[Excerpts from a dataset]
______________________________

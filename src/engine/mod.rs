//! Logging Engine - in-context pipeline
//!
//! ```text
//! write:  payload ─► middleware (last-registered first, stringify last)
//!                 ─► redactor ─► stamp LogRecord ─► storage key ─► store
//!
//! export: store.iterate_all ─► formatter ─► newest-first text ─► artifact
//! ```

mod format;

use std::sync::Arc;

use parking_lot::Mutex;
use serde_json::Value;

use crate::config::{Formatter, KeyPolicy, LoggerConfig};
use crate::download::{DownloadSink, FileDownload};
use crate::middleware::{self, MiddlewareFn, MiddlewareId, MiddlewarePipeline};
use crate::redact::Redactor;
use crate::store::LogStore;
use crate::types::{ExportArtifact, LogLevel, LogRecord, LoggerError, LoggerResult};
use crate::utils::time::now_timestamp;

pub use format::render_template;

/// Engine running the write pipeline and export against its own store
pub struct LogEngine {
    config: LoggerConfig,
    store: LogStore,
    middleware: MiddlewarePipeline,
    /// `None` when filtering is disabled or no field is configured
    redactor: Option<Redactor>,
    /// Next `number` key; seeded from the stored keys on first use
    next_number: Mutex<Option<u64>>,
    download: Arc<dyn DownloadSink>,
}

impl LogEngine {
    /// Open the configured store; downloads are saved to the working directory
    pub fn new(config: LoggerConfig) -> LoggerResult<Self> {
        Self::with_sink(config, Arc::new(FileDownload::current_dir()))
    }

    /// Open the configured store with a custom download collaborator
    pub fn with_sink(config: LoggerConfig, download: Arc<dyn DownloadSink>) -> LoggerResult<Self> {
        let store = LogStore::open(config.store.clone())?;
        Ok(Self::with_store(config, store, download))
    }

    /// Build an engine over an already opened store
    pub fn with_store(config: LoggerConfig, store: LogStore, download: Arc<dyn DownloadSink>) -> Self {
        let redactor = if config.enable_filter_sensitive_data {
            Redactor::new(&config.filter_sensitive_data)
        } else {
            None
        };

        Self {
            middleware: MiddlewarePipeline::with_transforms(vec![middleware::stringify()]),
            redactor,
            next_number: Mutex::new(None),
            config,
            store,
            download,
        }
    }

    pub fn config(&self) -> &LoggerConfig {
        &self.config
    }

    pub fn store(&self) -> &LogStore {
        &self.store
    }

    pub fn is_enabled(&self) -> bool {
        self.config.enable
    }

    /// Register a transform for future writes; it runs before every
    /// transform registered earlier.
    pub fn register_middleware(&self, transform: MiddlewareFn) -> MiddlewareId {
        self.middleware.append(transform)
    }

    pub fn remove_middleware(&self, id: MiddlewareId) -> bool {
        self.middleware.remove(id)
    }

    /// Run the pipeline and persist the resulting record.
    ///
    /// No-op when disabled. A failing transform aborts the write before
    /// anything is stored.
    pub async fn write(&self, payload: Value, level: LogLevel, label: &str) -> LoggerResult<()> {
        if !self.config.enable {
            return Ok(());
        }

        let record = self.prepare(payload, level, label)?;
        let key = self.storage_key(&record)?;
        self.store.set_item(&key, &record);
        Ok(())
    }

    /// Transform, redact and stamp a payload
    fn prepare(&self, payload: Value, level: LogLevel, label: &str) -> LoggerResult<LogRecord> {
        let message = match (self.middleware.run(payload)?, &self.redactor) {
            (Value::String(text), Some(redactor)) => Value::String(redactor.redact(&text)),
            (message, _) => message,
        };
        Ok(LogRecord::new(now_timestamp(), level, label, message))
    }

    fn storage_key(&self, record: &LogRecord) -> LoggerResult<String> {
        match &self.config.key {
            KeyPolicy::Date => Ok(record.timestamp.clone()),
            KeyPolicy::Custom(key_fn) => Ok(key_fn(record)),
            KeyPolicy::Number => {
                let mut next = self.next_number.lock();
                let key = match *next {
                    Some(n) => n,
                    None => self.seed_number()?,
                };
                *next = Some(key + 1);
                Ok(key.to_string())
            }
        }
    }

    /// First `number` key for this engine: one past the largest numeric key
    /// already stored, or the store length when none is numeric. After
    /// eviction the length is below the largest live key.
    fn seed_number(&self) -> LoggerResult<u64> {
        match self.store.max_numeric_key()? {
            Some(max) => Ok(max + 1),
            None => Ok(self.store.length()? as u64),
        }
    }

    /// Render the whole store with the configured formatter.
    ///
    /// Template lines are prepended, so the newest record comes first.
    /// Returns an empty string when disabled.
    pub async fn to_export_string(&self) -> LoggerResult<String> {
        if !self.config.enable {
            return Ok(String::new());
        }

        let mut result = String::new();
        match &self.config.formatter {
            Formatter::Invalid(value) => {
                return Err(LoggerError::InvalidFormatter(value.to_string()));
            }
            Formatter::Template(template) => {
                self.store.iterate_all(|record, _, index| {
                    result.insert_str(0, &render_template(template, record, index));
                })?;
            }
            Formatter::Function(format_fn) => {
                self.store.iterate_all(|record, _, index| {
                    result = format_fn(record, index, &result);
                })?;
            }
        }
        Ok(result)
    }

    /// Export string wrapped as a downloadable artifact
    pub async fn export_artifact(&self) -> LoggerResult<ExportArtifact> {
        Ok(ExportArtifact::from_text(self.to_export_string().await?))
    }

    /// Hand the export artifact to the download collaborator. No-op when disabled.
    pub async fn trigger_download(&self, filename: &str) -> LoggerResult<()> {
        if !self.config.enable {
            return Ok(());
        }
        let artifact = self.export_artifact().await?;
        self.download.save(&artifact, filename).await
    }

    /// Clear the store
    pub async fn destroy(&self) -> LoggerResult<()> {
        let mut next = self.next_number.lock();
        self.store.clear()?;
        *next = None;
        Ok(())
    }
}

______________________________

▶ [TASK INSTRUCTIONS] The entries above should be repeated exactly, every one of them.

▶ [SOLUTION BELOW]
filename src/engine/mod.rs
//! Logging Engine - in-context pipeline
//!
//! ```text
//! write:  payload ─► middleware (last-registered first, stringify last)
//!                 ─► redactor ─► stamp LogRecord ─► storage key ─► store
//!
//! export: store.iterate_all ─► formatter ─► newest-first text ─► artifact
//! ```

mod format;

use std::sync::Arc;

use parking_lot::Mutex;
use serde_json::Value;

use crate::config::{Formatter, KeyPolicy, LoggerConfig};
use crate::download::{DownloadSink, FileDownload};
use crate::middleware::{self, MiddlewareFn, MiddlewareId, MiddlewarePipeline};
use crate::redact::Redactor;
use crate::store::LogStore;
use crate::types::{ExportArtifact, LogLevel, LogRecord, LoggerError, LoggerResult};
use crate::utils::time::now_timestamp;

pub use format::render_template;

/// Engine running the write pipeline and export against its own store
pub struct LogEngine {
    config: LoggerConfig,
    store: LogStore,
    middleware: MiddlewarePipeline,
    /// `None` when filtering is disabled or no field is configured
    redactor: Option<Redactor>,
    /// Next `number` key; seeded from the stored keys on first use
    next_number: Mutex<Option<u64>>,
    download: Arc<dyn DownloadSink>,
}

impl LogEngine {
    /// Open the configured store; downloads are saved to the working directory
    pub fn new(config: LoggerConfig) -> LoggerResult<Self> {
        Self::with_sink(config, Arc::new(FileDownload::current_dir()))
    }

    /// Open the configured store with a custom download collaborator
    pub fn with_sink(config: LoggerConfig, download: Arc<dyn DownloadSink>) -> LoggerResult<Self> {
        let store = LogStore::open(config.store.clone())?;
        Ok(Self::with_store(config, store, download))
    }

    /// Build an engine over an already opened store
    pub fn with_store(config: LoggerConfig, store: LogStore, download: Arc<dyn DownloadSink>) -> Self {
        let redactor = if config.enable_filter_sensitive_data {
            Redactor::new(&config.filter_sensitive_data)
        } else {
            None
        };

        Self {
            middleware: MiddlewarePipeline::with_transforms(vec![middleware::stringify()]),
            redactor,
            next_number: Mutex::new(None),
            config,
            store,
            download,
        }
    }

    pub fn config(&self) -> &LoggerConfig {
        &self.config
    }

    pub fn store(&self) -> &LogStore {
        &self.store
    }

    pub fn is_enabled(&self) -> bool {
        self.config.enable
    }

    /// Register a transform for future writes; it runs before every
    /// transform registered earlier.
    pub fn register_middleware(&self, transform: MiddlewareFn) -> MiddlewareId {
        self.middleware.append(transform)
    }

    pub fn remove_middleware(&self, id: MiddlewareId) -> bool {
        self.middleware.remove(id)
    }

    /// Run the pipeline and persist the resulting record.
    ///
    /// No-op when disabled. A failing transform aborts the write before
    /// anything is stored.
    pub async fn write(&self, payload: Value, level: LogLevel, label: &str) -> LoggerResult<()> {
        if !self.config.enable {
            return Ok(());
        }

        let record = self.prepare(payload, level, label)?;
        let key = self.storage_key(&record)?;
        self.store.set_item(&key, &record);
        Ok(())
    }

    /// Transform, redact and stamp a payload
    fn prepare(&self, payload: Value, level: LogLevel, label: &str) -> LoggerResult<LogRecord> {
        let message = match (self.middleware.run(payload)?, &self.redactor) {
            (Value::String(text), Some(redactor)) => Value::String(redactor.redact(&text)),
            (message, _) => message,
        };
        Ok(LogRecord::new(now_timestamp(), level, label, message))
    }

    fn storage_key(&self, record: &LogRecord) -> LoggerResult<String> {
        match &self.config.key {
            KeyPolicy::Date => Ok(record.timestamp.clone()),
            KeyPolicy::Custom(key_fn) => Ok(key_fn(record)),
            KeyPolicy::Number => {
                let mut next = self.next_number.lock();
                let key = match *next {
                    Some(n) => n,
                    None => self.seed_number()?,
                };
                *next = Some(key + 1);
                Ok(key.to_string())
            }
        }
    }

    /// First `number` key for this engine: one past the largest numeric key
    /// already stored, or the store length when none is numeric. After
    /// eviction the length is below the largest live key.
    fn seed_number(&self) -> LoggerResult<u64> {
        match self.store.max_numeric_key()? {
            Some(max) => Ok(max + 1),
            None => Ok(self.store.length()? as u64),
        }
    }

    /// Render the whole store with the configured formatter.
    ///
    /// Template lines are prepended, so the newest record comes first.
    /// Returns an empty string when disabled.
    pub async fn to_export_string(&self) -> LoggerResult<String> {
        if !self.config.enable {
            return Ok(String::new());
        }

        let mut result = String::new();
        match &self.config.formatter {
            Formatter::Invalid(value) => {
                return Err(LoggerError::InvalidFormatter(value.to_string()));
            }
            Formatter::Template(template) => {
                self.store.iterate_all(|record, _, index| {
                    result.insert_str(0, &render_template(template, record, index));
                })?;
            }
            Formatter::Function(format_fn) => {
                self.store.iterate_all(|record, _, index| {
                    result = format_fn(record, index, &result);
                })?;
            }
        }
        Ok(result)
    }

    /// Export string wrapped as a downloadable artifact
    pub async fn export_artifact(&self) -> LoggerResult<ExportArtifact> {
        Ok(ExportArtifact::from_text(self.to_export_string().await?))
    }

    /// Hand the export artifact to the download collaborator. No-op when disabled.
    pub async fn trigger_download(&self, filename: &str) -> LoggerResult<()> {
        if !self.config.enable {
            return Ok(());
        }
        let artifact = self.export_artifact().await?;
        self.download.save(&artifact, filename).await
    }

    /// Clear the store
    pub async fn destroy(&self) -> LoggerResult<()> {
        let mut next = self.next_number.lock();
        self.store.clear()?;
        *next = None;
        Ok(())
    }
}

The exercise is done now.